The "safe flanged" type of adapter looks rather like a PK mount-reversal ring, except with the M42 thread on the inside. The rim (flange) around the PK mount bayonets is about 6mm or 1/4 inch wide. It's safe because it's impossible to jam in a camera mount. It's sometimes called a NO-INFINITY FOCUS adapter because the flange is about 1mm thick, pushing the lens a little too far from the sensor, so the lens won't focus to infinity. For macros or closeups, who cares? Some long cheap telephotos focus PAST infinity, so using such an adapter just normalizes them. For other teles, the drop from infinity isn't really significant. I use such an adapter on my Tele-Takumar 200/5.6, a cheap gem; far focus drops to about 100m, and most of what I shoot with it is closer than that anyway.

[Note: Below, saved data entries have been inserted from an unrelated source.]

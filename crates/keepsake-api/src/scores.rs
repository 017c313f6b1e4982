use std::sync::Arc;

use keepsake_db::Store;
use keepsake_types::ScoreEntry;
use tracing::info;

use crate::error::{ApiError, ApiResult};
use crate::validate::{NAME_AND_TIME_REQUIRED, TIME_NEGATIVE};

/// Append-only leaderboard of race times.
#[derive(Clone)]
pub struct ScoreLedger {
    store: Arc<dyn Store>,
}

impl ScoreLedger {
    pub fn new(store: Arc<dyn Store>) -> Self {
        Self { store }
    }

    /// Record a new result. The stored name is trimmed.
    pub async fn record_score(&self, name: &str, time: i64) -> ApiResult<ScoreEntry> {
        let name = name.trim();
        if name.is_empty() {
            return Err(ApiError::validation(NAME_AND_TIME_REQUIRED));
        }
        if time < 0 {
            return Err(ApiError::validation(TIME_NEGATIVE));
        }

        let entry = self.store.insert_score(name, time).await?;
        info!(id = entry.id, time = entry.time, "Score recorded");
        Ok(entry)
    }

    /// The fastest time, or `None` when nobody has played yet.
    pub async fn best_score(&self) -> ApiResult<Option<ScoreEntry>> {
        Ok(self.store.best_score().await?)
    }

    /// Every score, fastest first; equal times keep submission order.
    pub async fn all_scores_ranked(&self) -> ApiResult<Vec<ScoreEntry>> {
        Ok(self.store.scores_ranked().await?)
    }
}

There are a couple ways to use a Nikkor on a Pentax. Keep in mind that the Nikon registration is about 1mm longer than Pentax, so a Nikkor will focus slightly past infinity when on a Pentax camera, and won't focus quite so close. For lots of info, just google for NIKON LENS MOUNT. Oh yeah, I've tried to fit newer AF Nikkors but they just don't hold without surgery, and I'd rather sell such than castrate them. Anyhow, here are the two ways:

* Simple: force-fit it. The mounts are very similar. A force-fit Nikkor doesn't lock firmly into the Pentax mount, so use it carefully. Older non-AI-mount lenses have a skirt all the way around the aperture ring, which is what keeps them from fitting securely. That skirt*could* be ground off, but I haven't had a reason to bother doing so yet.

* Not quite so simple: lens surgery. N-AI (Nikon AI or AIS mount) lenses don't have that full skirt around the aperture ring, just what I call an arc-and-nub. Those are easily cut off with a Dremel cutting wheel. The modded lens still doesn't lock-onto the Pentax mount but it holds rather well. I ain't lost one yet! Also its metal base (safely) shorts the PK electrical contacts so I can use Catch-In-Focus. I took a few hours to carefully cut my first Nikkor. The four I've modded since then took about 12 minutes each, working on the wooden railing on my back porch (a state-of-the-art workshop, eh?) I am NOT a fine craftsman, but the mod is easy.

I hope that helps. Keep asking questions! And google up some research. Cheers!